INVESTIGADORES
FAINBOIM Leonardo
artículos
Título:
Regulated expression of galectin-1 during T cell activation involves Lck and Fyn kinases and signaling through MEK1/ERK, p38 MAP kinase and p7056 kinase
Autor/es:
M. FUERTES ; L. MOLINERO ; M. A. TOSCANO ; J. M. ILARREGUI ; N. RUBINSTEIN ; L. FAINBOIM ; N. W. ZWIRNER ; G. A. RABINOVICH
Revista:
MOLECULAR AND CELLULAR BIOCHEMISTRY
Editorial:
SPRINGER
Referencias:
Lugar: Berlin; Año: 2004 vol. 30 p. 1 - 9
ISSN:
0300-8177
Resumen:
Recent evidence has implicated galectins and their carbohydrate ligands as novel regulators of T-cell homeostasis.
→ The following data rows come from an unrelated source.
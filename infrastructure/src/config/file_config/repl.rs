//! REPL configuration from TOML (`[repl]` section)

use super::expand_home;
use serde::{Deserialize, Serialize};
use std::path::PathBuf;

/// Raw REPL configuration from TOML
#[derive(Debug, Clone, Serialize, Deserialize)]
#[serde(default)]
pub struct FileReplConfig {
    /// Show progress indicators
    pub show_progress: bool,
    /// Path to history file
    pub history_file: Option<String>,
}

impl Default for FileReplConfig {
    fn default() -> Self {
        Self {
            show_progress: true,
            history_file: None,
        }
    }
}

impl FileReplConfig {
    /// Prompt history path, defaulting to the user data directory
    pub fn history_path(&self) -> Option<PathBuf> {
        match &self.history_file {
            Some(path) => Some(expand_home(path)),
            None => dirs::data_dir().map(|d| d.join("imagine").join("history.txt")),
        }
    }
}
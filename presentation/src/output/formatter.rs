//! Output formatter trait

use crate::output::console::{ConsoleFormatter, JsonFormatter};
use imagine_application::GenerateImageError;
use imagine_domain::{GenerationResult, OutputFormat};
use std::path::Path;

/// Trait for formatting generation outcomes
pub trait OutputFormatter: Send + Sync {
    /// Format a successful generation; `history_len` is the session's
    /// history size after it was recorded.
    fn format_result(&self, result: &GenerationResult, history_len: usize) -> String;

    /// Format a failed generation
    fn format_error(&self, error: &GenerateImageError) -> String;

    /// Format the confirmation for a saved image
    fn format_saved(&self, path: &Path) -> String;
}

/// Formatter for the configured output format
pub fn formatter_for(format: OutputFormat) -> Box<dyn OutputFormatter> {
    match format {
        OutputFormat::Text => Box::new(ConsoleFormatter),
        OutputFormat::Json => Box::new(JsonFormatter),
    }
}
Galectin-1 (Gal-1), a member of this family, inhibits clonal expansion, induces apoptosis of antigen-primed T lymphocytes and suppresses the development of T-cell-mediated autoimmune diseases in vivo. Because the β-galactoside-binding protein is expressed in activated but not resting T cells, it has been hypothesized that Gal-1-induced apoptosis may constitute an autocrine suicide mechanism to eliminate activated T cells contributing to the termination of an effector immune response. We undertook this study to investigate the signals and intracellular pathways leading to Gal-1 expression during T-cell activation. When T cells were stimulated either with anti-CD3 or anti-CD28 monoclonal antibody plus PMA in the presence of accessory cells, a sustained upregulation of Gal-1 was observed, reaching a plateau between days 3 and 5 following CD3 engagement or costimulation through CD28. Investigation of the signal transduction events involved in this process revealed a role for Lck and Fyn kinases, since the Src kinase inhibitor PP1 inhibited the up-regulated expression of Gal-1 following T-cell activation. Downstream signaling routes involve mitogen-activated protein kinase (MAPK) kinase (MEK)1/extracellular signal-regulated kinase (ERK) and p38 MAPK, as Gal-1 expressionwas prevented by U0126 and SB202190. In addition, expression of Gal-1 involves interleukin (IL)-2-dependent signaling routes triggered by p70S6 kinase, as it could be inhibited by rapamycin. This is the first demonstration of the intracellular pathways that control activation-induced expression of Gal-1, which may reveal potential targets for immune intervention to modulate expression of this β-galactoside-binding protein in pathological disorders.